The next-generation supercomputer is an unprecedentedly massive parallel computer that will consist of more than 80,000 processors, 640,000 cores and 5 million arithmetic units. To maximize its potential, it is indispensable to develop software that operates on the supercomputer as efficiently as possible. To realize it, the deep-parallelization far beyond the level of parallelization used in current parallel computers, which usually consist of 100 or 1,000 processors, is now required. Among the models that represent the rate of efficiency improvement expected from parallel computing, “Amdahl’s law” is known as the simplest one. In accordance with this law, the rate of efficiency improvement is estimated by the proportion of the part of a program that can be executed in parallel to the part that cannot be executed in parallel. Obviously, if the ratio of the parallelizable part is small, computing speed cannot be improved even if many processors are used. When 1,000 processors are used, computing performance will degrade if the non-parallelizable part exceeds 0.1%. When it comes to 10,000 and 100,000 processors, the ratio shrinks to 0.01 and 0.001%, respectively. In this manner, the ratio reaches an advanced digit, 0.0001%, with the next-generation supercomputer. In other words, almost perfect parallel computing of 99.9999% is required. To achieve this, we must make every effort, including the introduction of state-of-the-art knowledge in computer science and further modify the algorithms based on the knowledge of applications. That is where the significance of our team’s existence lies.
One of the key issues is how to boost the efficiency of communication, where data is transmitted between computing nodes. Such factors as network composition, which are essential factors for our goal, depend on the details of hardware. Therefore, we are aiming at developing optimum software by going as far back as detailed information on the hardware. As specific challenges, we are addressing support for massive parallel computing and the development of core software, as well as common infrastructure libraries and visualization software, etc., with a view to realizing higher-performance applications (See Report on Research of BioSupercomputing Newsletter Vol. 1 for the common infrastructure libraries and visualization software).
We are currently evaluating each team's representative application as their first endeavor. Each application's bottlenecks for massive-parallel computing are understood gradually now. We will report on how their performance can be improved along with our evaluations and collaborating with developers from now on.

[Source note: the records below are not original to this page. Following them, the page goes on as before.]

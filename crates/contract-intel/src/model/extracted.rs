//! Structured record produced by field extraction and semantic enhancement.

use std::collections::{BTreeMap, BTreeSet};

use rust_decimal::Decimal;
use serde::{Deserialize, Serialize};

/// Top-level field groups of an [`ExtractedData`] record.
///
/// Declaration order is the checklist order used by gap analysis and the key
/// order of serialized confidence maps.
#[derive(Debug, Clone, Copy, PartialEq, Eq, PartialOrd, Ord, Hash, Serialize, Deserialize)]
#[serde(rename_all = "snake_case")]
pub enum Category {
    Financial,
    Parties,
    Payment,
    Revenue,
    Sla,
    Contact,
}

impl Category {
    pub const ALL: [Category; 6] = [
        Category::Financial,
        Category::Parties,
        Category::Payment,
        Category::Revenue,
        Category::Sla,
        Category::Contact,
    ];

    pub fn as_str(&self) -> &'static str {
        match self {
            Category::Financial => "financial",
            Category::Parties => "parties",
            Category::Payment => "payment",
            Category::Revenue => "revenue",
            Category::Sla => "sla",
            Category::Contact => "contact",
        }
    }
}

impl std::fmt::Display for Category {
    fn fmt(&self, f: &mut std::fmt::Formatter<'_>) -> std::fmt::Result {
        f.write_str(self.as_str())
    }
}

#[derive(Debug, Clone, PartialEq, Eq, Default, Serialize, Deserialize)]
pub struct Party {
    pub name: String,
    pub legal_entity: Option<String>,
    #[serde(default)]
    pub signatories: BTreeSet<String>,
    #[serde(default)]
    pub roles: BTreeSet<String>,
}

impl Party {
    pub fn named(name: impl Into<String>) -> Self {
        Self {
            name: name.into(),
            ..Default::default()
        }
    }
}

#[derive(Debug, Clone, PartialEq, Eq, Default, Serialize, Deserialize)]
pub struct LineItem {
    pub description: String,
    pub quantity: Option<u32>,
    pub unit_price: Option<Decimal>,
    pub total: Option<Decimal>,
}

#[derive(Debug, Clone, PartialEq, Eq, Default, Serialize, Deserialize)]
pub struct FinancialDetails {
    pub total_value: Option<Decimal>,
    pub currency: Option<String>,
    #[serde(default)]
    pub line_items: Vec<LineItem>,
    #[serde(default)]
    pub tax_info: Vec<String>,
    /// Fees charged on top of the contract value: late, setup, overage and the like.
    #[serde(default, skip_serializing_if = "Vec::is_empty")]
    pub additional_fees: Vec<String>,
}

impl FinancialDetails {
    pub fn is_empty(&self) -> bool {
        self.total_value.is_none()
            && self.currency.is_none()
            && self.line_items.is_empty()
            && self.tax_info.is_empty()
            && self.additional_fees.is_empty()
    }
}

#[derive(Debug, Clone, PartialEq, Eq, Default, Serialize, Deserialize)]
pub struct PaymentStructure {
    pub payment_terms: Option<String>,
    #[serde(default)]
    pub payment_methods: BTreeSet<String>,
    #[serde(default)]
    pub payment_schedules: Vec<String>,
    #[serde(default)]
    pub due_dates: Vec<String>,
    #[serde(default)]
    pub banking_details: Vec<String>,
    /// Customer-side account identifiers, as opposed to bank accounts.
    #[serde(default, skip_serializing_if = "Vec::is_empty")]
    pub account_numbers: Vec<String>,
    #[serde(default, skip_serializing_if = "Option::is_none")]
    pub billing_details: Option<String>,
}

impl PaymentStructure {
    pub fn is_empty(&self) -> bool {
        self.payment_terms.is_none()
            && self.payment_methods.is_empty()
            && self.payment_schedules.is_empty()
            && self.due_dates.is_empty()
            && self.banking_details.is_empty()
            && self.account_numbers.is_empty()
            && self.billing_details.is_none()
    }
}

#[derive(Debug, Clone, PartialEq, Eq, Default, Serialize, Deserialize)]
pub struct RevenueClassification {
    pub recurring_payments: bool,
    pub one_time_payments: bool,
    pub billing_cycle: Option<String>,
    pub auto_renewal: bool,
    #[serde(default, skip_serializing_if = "Option::is_none")]
    pub subscription_model: Option<String>,
    #[serde(default, skip_serializing_if = "Option::is_none")]
    pub renewal_terms: Option<String>,
}

impl RevenueClassification {
    pub fn is_empty(&self) -> bool {
        !self.recurring_payments
            && !self.one_time_payments
            && self.billing_cycle.is_none()
            && !self.auto_renewal
            && self.subscription_model.is_none()
            && self.renewal_terms.is_none()
    }
}

#[derive(Debug, Clone, PartialEq, Eq, Default, Serialize, Deserialize)]
pub struct ServiceLevelTerms {
    #[serde(default)]
    pub performance_metrics: Vec<String>,
    pub support_terms: Option<String>,
    #[serde(default)]
    pub penalty_clauses: Vec<String>,
    #[serde(default, skip_serializing_if = "Vec::is_empty")]
    pub remedies: Vec<String>,
    #[serde(default, skip_serializing_if = "Option::is_none")]
    pub maintenance_terms: Option<String>,
}

impl ServiceLevelTerms {
    pub fn is_empty(&self) -> bool {
        self.performance_metrics.is_empty()
            && self.support_terms.is_none()
            && self.penalty_clauses.is_empty()
            && self.remedies.is_empty()
            && self.maintenance_terms.is_none()
    }
}

#[derive(Debug, Clone, PartialEq, Eq, Default, Serialize, Deserialize)]
pub struct ContactInfo {
    #[serde(default)]
    pub emails: BTreeSet<String>,
    #[serde(default)]
    pub phones: BTreeSet<String>,
}

impl ContactInfo {
    pub fn is_empty(&self) -> bool {
        self.emails.is_empty() && self.phones.is_empty()
    }
}

/// Structured output of the extraction stages for one document.
///
/// `confidence_scores` always carries one entry per [`Category`]; a category
/// without content is recorded as `0.0`.
#[derive(Debug, Clone, PartialEq, Serialize, Deserialize)]
pub struct ExtractedData {
    pub parties: Vec<Party>,
    pub financial_details: FinancialDetails,
    pub payment_structure: PaymentStructure,
    pub revenue_classification: RevenueClassification,
    pub sla: ServiceLevelTerms,
    pub contact_info: ContactInfo,
    pub confidence_scores: BTreeMap<Category, f64>,
}

impl Default for ExtractedData {
    fn default() -> Self {
        Self {
            parties: Vec::new(),
            financial_details: FinancialDetails::default(),
            payment_structure: PaymentStructure::default(),
            revenue_classification: RevenueClassification::default(),
            sla: ServiceLevelTerms::default(),
            contact_info: ContactInfo::default(),
            confidence_scores: Category::ALL.iter().map(|c| (*c, 0.0)).collect(),
        }
    }
}

impl ExtractedData {
    pub fn confidence(&self, category: Category) -> f64 {
        self.confidence_scores.get(&category).copied().unwrap_or(0.0)
    }

    /// True when the record holds any extracted content for `category`.
    pub fn has_content(&self, category: Category) -> bool {
        match category {
            Category::Financial => !self.financial_details.is_empty(),
            Category::Parties => !self.parties.is_empty(),
            Category::Payment => !self.payment_structure.is_empty(),
            Category::Revenue => !self.revenue_classification.is_empty(),
            Category::Sla => !self.sla.is_empty(),
            Category::Contact => !self.contact_info.is_empty(),
        }
    }

    pub fn has_party(&self, name: &str) -> bool {
        self.parties
            .iter()
            .any(|p| p.name.eq_ignore_ascii_case(name.trim()))
    }
}

#[cfg(test)]
mod tests {
    use super::*;

    #[test]
    fn test_default_has_zero_confidence_for_every_category() {
        let data = ExtractedData::default();
        assert_eq!(data.confidence_scores.len(), Category::ALL.len());
        for category in Category::ALL {
            assert_eq!(data.confidence(category), 0.0);
            assert!(!data.has_content(category));
        }
    }

    #[test]
    fn test_confidence_keys_serialize_as_snake_case() {
        let json = serde_json::to_value(ExtractedData::default()).unwrap();
        let scores = json["confidence_scores"].as_object().unwrap();
        let keys: Vec<&str> = scores.keys().map(|k| k.as_str()).collect();
        assert!(keys.contains(&"financial"));
        assert!(keys.contains(&"sla"));
        assert!(keys.contains(&"contact"));
    }

    #[test]
    fn test_record_survives_json_round_trip() {
        let mut data = ExtractedData::default();
        data.parties.push(Party::named("Acme Corporation"));
        data.financial_details.total_value = Some(Decimal::new(10_000_050, 2));
        data.confidence_scores.insert(Category::Parties, 0.5);

        let json = serde_json::to_string(&data).unwrap();
        let back: ExtractedData = serde_json::from_str(&json).unwrap();
        assert_eq!(back, data);
    }

    #[test]
    fn test_supplementary_fields_count_as_content() {
        let mut data = ExtractedData::default();
        data.sla.maintenance_terms = Some("Scheduled maintenance on Sundays".to_string());
        data.payment_structure.account_numbers.push("CUST-00451".to_string());

        assert!(data.has_content(Category::Sla));
        assert!(data.has_content(Category::Payment));
        assert!(!data.has_content(Category::Revenue));
    }

    #[test]
    fn test_absent_supplementary_fields_are_omitted_and_defaulted() {
        let json = serde_json::to_value(ExtractedData::default()).unwrap();
        assert!(json["sla"].get("remedies").is_none());
        assert!(json["revenue_classification"].get("renewal_terms").is_none());

        let legacy = r#"{"performance_metrics":["99.9% uptime"],"support_terms":null,"penalty_clauses":[]}"#;
        let sla: ServiceLevelTerms = serde_json::from_str(legacy).unwrap();
        assert!(sla.remedies.is_empty());
        assert!(sla.maintenance_terms.is_none());
    }

    #[test]
    fn test_has_party_ignores_case() {
        let mut data = ExtractedData::default();
        data.parties.push(Party::named("Globex LLC"));
        assert!(data.has_party("globex llc"));
        assert!(!data.has_party("Initech"));
    }
}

In the field of life science, I feel that there still remains a distance between the computational goal of the maximum utilization of the next-generation supercomputer and the scientific goal of solutions to actual problems. We are planning to discuss these issues with the project members and consider not only how to simply advance parallel computing, but also how we can achieve the maximum scientific results by most effectively leveraging computational resources. In addition, we consider that it is also an important function of our team to make information on hardware and operational constraints easy to understand and pass it on to developers. After the next-generation supercomputer actually starts operating, we should consider on the targets appropriate for the machine, while feeding back what problems and solutions can bring about higher performance to the user side. As we cannot know many aspects of the supercomputer until we actually run it as its parallel computing extends to such a massive scale, we believe that it is also one of our functions to convey expertise such as "usability."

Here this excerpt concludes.